The cap is not applied to cluster size, but to the size of the evidence group. With C = 250, the largest community falls to 183,654 repos, the number of communities of size ≥100,000 falls from 13 to 1, and the number of families remains essentially unchanged (Mockus, 28 Jun 2026). Validation against GitHub’s declared fork graph reconstructed from GHArchive found 99.01% edge agreement conditional on both repositories being in WoC, and the map also exposed 775,420 families (5.41%) spanning more than one forge and 216,013 families (1.51%) whose fork root is not on GitHub (Mockus, 28 Jun 2026). These results show that commit-based provenance captures relationships that platform-local fork graphs cannot represent.

Graph-based storage and querying complete this picture. GraphRepo stores Git-derived entities in Neo4j, using a generic schema over Developer, Commit, File, Method, and Branch nodes, with relationships such as AUTHOR, PARENT, UPDATE_FILE, UPDATE_METHOD, and METHOD (Serban et al., 2020). Its architecture is modular, with drillers, miners, and mappers, and it supports a single-tenant database with project_id properties for multi-repository analysis. Benchmarks on Hadoop, Jax, Kibana, and Tensorflow show that, once extracted and indexed, common queries execute in tens of milliseconds to a few seconds (Serban et al., 2020).

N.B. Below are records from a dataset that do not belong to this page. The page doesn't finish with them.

//! Efficiency and bottleneck computation.
//!
//! A card's throughput multiplier is the minimum per-input satisfaction
//! ratio: a multi-input card runs exactly as fast as its scarcest input.
//! Ratios compare true values (settled + carry) so sub-unit progress counts.

use crate::config::GameConfig;
use crate::event::Event;
use crate::fixed::Fixed64;
use crate::id::{CardId, ResourceId};
use crate::state::GameState;
use serde::{Deserialize, Serialize};

/// Throughput multiplier for an automated card, recomputed on demand.
/// Never assumed stale-safe beyond one scheduler tick.
#[derive(Debug, Clone, Copy, PartialEq, Eq)]
pub struct EfficiencyRecord {
    /// Multiplier in `[0,1]`.
    pub value: Fixed64,
    /// The input capping the value, or `None` for zero-input producers.
    pub bottleneck: Option<ResourceId>,
    /// True when the card requires no inputs.
    pub is_base_producer: bool,
}

/// Production throughput for an automated card. Created when automation
/// starts; `actual_rate` is refreshed by every efficiency recomputation.
#[derive(Debug, Clone, Copy, PartialEq, Eq, Serialize, Deserialize)]
pub struct ProductionRate {
    pub base_rate: Fixed64,
    pub efficiency: Fixed64,
    pub actual_rate: Fixed64,
}

/// Compute a card's efficiency from current input availability.
///
/// Zero-input cards are base producers: efficiency 1.0, no bottleneck, and
/// no further computation. Otherwise each required input contributes
/// `min(true_value / required, 1)` -- abundance never exceeds full
/// satisfaction -- and the overall efficiency is the minimum ratio, with the
/// first input achieving it recorded as the bottleneck. A requirement of
/// zero is non-binding (ratio 1.0, no division).
///
/// Side effects: updates the stored efficiency record, refreshes the
/// production-rate record's actual rate if one exists, and publishes
/// `EfficiencyChanged`. An invalid card id logs and returns 0 without
/// mutating anything.
pub fn compute_efficiency(state: &mut GameState, config: &GameConfig, card: CardId) -> Fixed64 {
    let idx = card.0 as usize;
    if idx >= state.cards.len() {
        tracing::warn!(?card, "invalid card id");
        return Fixed64::ZERO;
    }
    let Some(def) = config.card(card) else {
        tracing::warn!(?card, "card missing from configuration");
        return Fixed64::ZERO;
    };

    if def.input_requirements.is_empty() {
        state.efficiencies[idx] = Some(EfficiencyRecord {
            value: Fixed64::ONE,
            bottleneck: None,
            is_base_producer: true,
        });
        return Fixed64::ONE;
    }

    // Ratios are clamped to 1, so any real ratio beats the sentinel and the
    // first minimum wins ties. Even a fully-satisfied card records its first
    // input as the bottleneck; only zero-input producers have none.
    let mut value = Fixed64::from_num(2);
    let mut bottleneck = None;
    for (resource, required) in &def.input_requirements {
        let ratio = if *required <= Fixed64::ZERO {
            Fixed64::ONE
        } else {
            let available = state.true_value(*resource);
            (available / *required).min(Fixed64::ONE)
        };
        if ratio < value {
            value = ratio;
            bottleneck = Some(*resource);
        }
    }

    state.efficiencies[idx] = Some(EfficiencyRecord {
        value,
        bottleneck,
        is_base_producer: false,
    });
    if let Some(rate) = state.rates[idx].as_mut() {
        rate.efficiency = value;
        rate.actual_rate = rate.base_rate.saturating_mul(value);
    }
    state.publish(Event::EfficiencyChanged {
        card,
        efficiency: value,
        bottleneck,
    });
    value
}

// ===========================================================================
// Tests
// ===========================================================================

Taken together, these systems outline a broader encyclopedia-level meaning of GitFarm. Uber’s GitFarm centralizes Git execution for very large monorepos (Dwivedi et al., 13 Apr 2026). ForkBase provides an immutable, tamper-evident storage substrate for branchable data (Lin et al., 2020). World of Code and later deforking work provide the project-provenance layer needed to reason about repository families rather than raw clones (Mockus et al., 2020, Mockus, 28 Jun 2026). GraphRepo provides a graph-native analysis layer for repository mining (Serban et al., 2020). The combined picture is that GitFarm names not only a specific 2026 service, but also a family of infrastructures in which Git history, Git execution, project identity, and Git-derived analytics are elevated to shared systems primitives.